Strengthening Ghana's Electoral System : A Precondition for Stability and Development

In Africa the democratization process is inextricably interwoven with elections. Elections give meaning to the concept of political representation and the protection of all the rights enshrined in the Universal Declaration of Human Rights and the Constitution of Ghana. Representatives are elected as to govern the country as not all can rule at the same time. Political party engagement stems from the aggregation of political ideas through political parties so that a meaningful political competition can take place. Hence, to steal in an election is to unlawfully appropriate the will of the people.
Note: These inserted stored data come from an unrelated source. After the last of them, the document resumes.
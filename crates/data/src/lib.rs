//! Persistence of automated position records.
//!
//! A [`PositionRecord`] remembers, per configured pool, the address of the
//! live on-chain position and the strategy that opened it. Records are
//! stored in PostgreSQL through [`PgPositionRepository`] or kept in memory
//! with [`InMemoryPositionStore`].

/// Store errors.
pub mod error;
/// Persisted records.
pub mod records;
/// Store implementations.
pub mod repositories;

pub use error::StoreError;
pub use records::{PositionKey, PositionRecord, SOLANA};
pub use repositories::{Database, InMemoryPositionStore, PgPositionRepository, PositionStore};
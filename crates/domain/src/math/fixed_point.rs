use crate::error::MathError;
use primitive_types::U256;
use rust_decimal::Decimal;

/// Number of fractional bits in a Q64.64 value.
pub const RESOLUTION: usize = 64;

/// Largest mantissa a `Decimal` can hold (2^96 - 1).
const MAX_DECIMAL_MANTISSA: u128 = 79_228_162_514_264_337_593_543_950_335;

/// Largest scale a `Decimal` supports.
const MAX_DECIMAL_SCALE: u32 = 28;

/// `2^64` as a wide integer.
#[must_use]
pub fn q64() -> U256 {
    U256::one() << RESOLUTION
}

/// `10^exp` as a wide integer.
#[must_use]
pub fn pow10(exp: u32) -> U256 {
    U256::exp10(exp as usize)
}

/// Converts `num / den` into a `Decimal`, keeping as many fractional digits as
/// fit. The quotient is truncated once, at the last representable digit.
pub fn ratio_to_decimal(num: U256, den: U256) -> Result<Decimal, MathError> {
    if den.is_zero() {
        return Err(MathError::DivisionByZero("ratio_to_decimal"));
    }
    let max = U256::from(MAX_DECIMAL_MANTISSA);
    for scale in (0..=MAX_DECIMAL_SCALE).rev() {
        let Some(scaled) = num.checked_mul(pow10(scale)) else {
            continue;
        };
        let quotient = scaled / den;
        if quotient <= max {
            let mantissa = i128::try_from(quotient.low_u128())
                .map_err(|_| MathError::Overflow("ratio_to_decimal"))?;
            return Ok(Decimal::from_i128_with_scale(mantissa, scale).normalize());
        }
    }
    Err(MathError::Overflow("ratio_to_decimal"))
}

/// Converts a Q64.64 value into a `Decimal`.
pub fn x64_to_decimal(value: u128) -> Result<Decimal, MathError> {
    ratio_to_decimal(U256::from(value), q64())
}

/// Converts a raw integer amount into token units.
pub fn raw_to_decimal(amount: u128, decimals: u8) -> Result<Decimal, MathError> {
    ratio_to_decimal(U256::from(amount), pow10(u32::from(decimals)))
}
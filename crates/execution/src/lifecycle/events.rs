//! Outcomes reported by the lifecycle tasks.

use crate::error::ExecutionError;
use crate::state::PositionState;
use clmm_autopilot_domain::enums::Protocol;
use clmm_autopilot_domain::value_objects::TickRange;
use clmm_autopilot_strategy::CloseDecision;
use serde::Serialize;
use std::fmt;

/// Steps of a position pipeline.
#[derive(Debug, Clone, Copy, PartialEq, Eq, Hash, Serialize)]
pub enum TaskKind {
    AddLiquidity,
    CollectFeesAndRewards,
    SwapCollectedTokens,
    ClosePosition,
}

impl TaskKind {
    pub fn as_str(&self) -> &'static str {
        match self {
            TaskKind::AddLiquidity => "add liquidity",
            TaskKind::CollectFeesAndRewards => "collect fees and rewards",
            TaskKind::SwapCollectedTokens => "swap collected tokens",
            TaskKind::ClosePosition => "close position",
        }
    }
}

impl fmt::Display for TaskKind {
    fn fmt(&self, f: &mut fmt::Formatter<'_>) -> fmt::Result {
        f.write_str(self.as_str())
    }
}

/// Why a task did nothing.
#[derive(Debug, Clone, Copy, PartialEq, Eq, Serialize)]
pub enum SkipReason {
    /// Configured distribution is zero.
    ZeroDistribution,
    NoPosition,
    /// The quote would add no liquidity.
    EmptyQuote,
    /// The pool emits no rewards.
    NoRewards,
}

impl fmt::Display for SkipReason {
    fn fmt(&self, f: &mut fmt::Formatter<'_>) -> fmt::Result {
        f.write_str(match self {
            SkipReason::ZeroDistribution => "distribution is zero",
            SkipReason::NoPosition => "no position",
            SkipReason::EmptyQuote => "quote adds no liquidity",
            SkipReason::NoRewards => "pool has no rewards",
        })
    }
}

/// Result of converting one reward token.
#[derive(Debug, Clone, PartialEq, Eq, Serialize)]
pub enum SwapStatus {
    Swapped { signatures: Vec<String> },
    /// Balance at or below the dust threshold.
    BelowDust,
    /// The reward already is the strategy's input token.
    AlreadyInput,
    Failed { error: String },
}

#[derive(Debug, Clone, PartialEq, Eq, Serialize)]
pub struct SwapAttempt {
    pub input_mint: String,
    pub output_mint: String,
    /// Raw balance of the reward token.
    pub amount: u64,
    pub status: SwapStatus,
}

/// What a task did.
///
/// Submission failures are outcomes, not errors: the pipeline moves on.
#[derive(Debug, Clone, PartialEq, Eq, Serialize)]
pub enum TaskOutcome {
    Skipped(SkipReason),
    Opened {
        address: String,
        range: TickRange,
        liquidity: u128,
        strategy: String,
        signature: String,
    },
    Increased {
        liquidity: u128,
        token_est_a: u64,
        token_est_b: u64,
        signature: String,
    },
    Collected {
        signature: String,
        /// The accounting refresh was dropped after the full batch failed.
        partial: bool,
    },
    Swapped(Vec<SwapAttempt>),
    /// The strategy keeps the position open.
    Held(CloseDecision),
    Closed {
        address: String,
        /// Liquidity withdrawn before burning the position.
        withdrawn: u128,
        signature: String,
    },
    /// Submission failed; the rest of the step was skipped.
    TransactionFailed { label: String, error: String },
}

/// One executed step.
#[derive(Debug)]
pub struct StepReport {
    pub task: TaskKind,
    /// `Err` for failures the task did not isolate itself.
    pub result: Result<TaskOutcome, ExecutionError>,
}

impl StepReport {
    pub fn is_failure(&self) -> bool {
        matches!(
            self.result,
            Err(_) | Ok(TaskOutcome::TransactionFailed { .. })
        )
    }
}

/// Steps and final state of one position.
#[derive(Debug)]
pub struct PipelineReport {
    pub protocol: Protocol,
    pub pool: String,
    /// Pair label, `None` when the pool could not be read.
    pub tokens: Option<String>,
    pub steps: Vec<StepReport>,
    pub state: Result<Option<PositionState>, ExecutionError>,
}

impl PipelineReport {
    pub fn failures(&self) -> usize {
        self.steps.iter().filter(|step| step.is_failure()).count()
    }
}

/// All pipelines of one cycle, in configuration order.
#[derive(Debug, Default)]
pub struct CycleReport {
    pub pipelines: Vec<PipelineReport>,
}

impl CycleReport {
    pub fn failures(&self) -> usize {
        self.pipelines.iter().map(PipelineReport::failures).sum()
    }
}

#[cfg(test)]
mod tests {
    use super::*;

    #[test]
    fn test_failures_count_isolated_and_unexpected_errors() {
        let report = PipelineReport {
            protocol: Protocol::Whirlpool,
            pool: "pool".to_string(),
            tokens: None,
            steps: vec![
                StepReport {
                    task: TaskKind::AddLiquidity,
                    result: Ok(TaskOutcome::Skipped(SkipReason::ZeroDistribution)),
                },
                StepReport {
                    task: TaskKind::CollectFeesAndRewards,
                    result: Ok(TaskOutcome::TransactionFailed {
                        label: "collect".to_string(),
                        error: "blockhash expired".to_string(),
                    }),
                },
                StepReport {
                    task: TaskKind::ClosePosition,
                    result: Err(ExecutionError::configuration("boom")),
                },
            ],
            state: Ok(None),
        };
        assert_eq!(report.failures(), 2);

        let cycle = CycleReport {
            pipelines: vec![report],
        };
        assert_eq!(cycle.failures(), 2);
    }
}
A study of conflict in African states reveals two main causative factors ethnicity and elections. Indeed, the latter often propels the former. The regional elections in Western Nigeria in 1964, for example, was the principal trigger of political conflict which erupted into ethnic violence and which ultimately degenerated into the Biafran war. Despite the various political and ethnic issues underscoring the conflict in Liberia, electoral rigging catapulted the nation into the civil war carnage which disgraced Africa and humanity. Elections have plagued Cote d'Ivoire, Togo, Benin, Kenya, Zimbabwe etc. The notorious phenomenon of “power sharing” can only be perceived as an “ad hoc” apology to a lingering cancer. Ultimately, Africa can only stabilize and deepen democracy through an electoral system which will put results beyond dispute.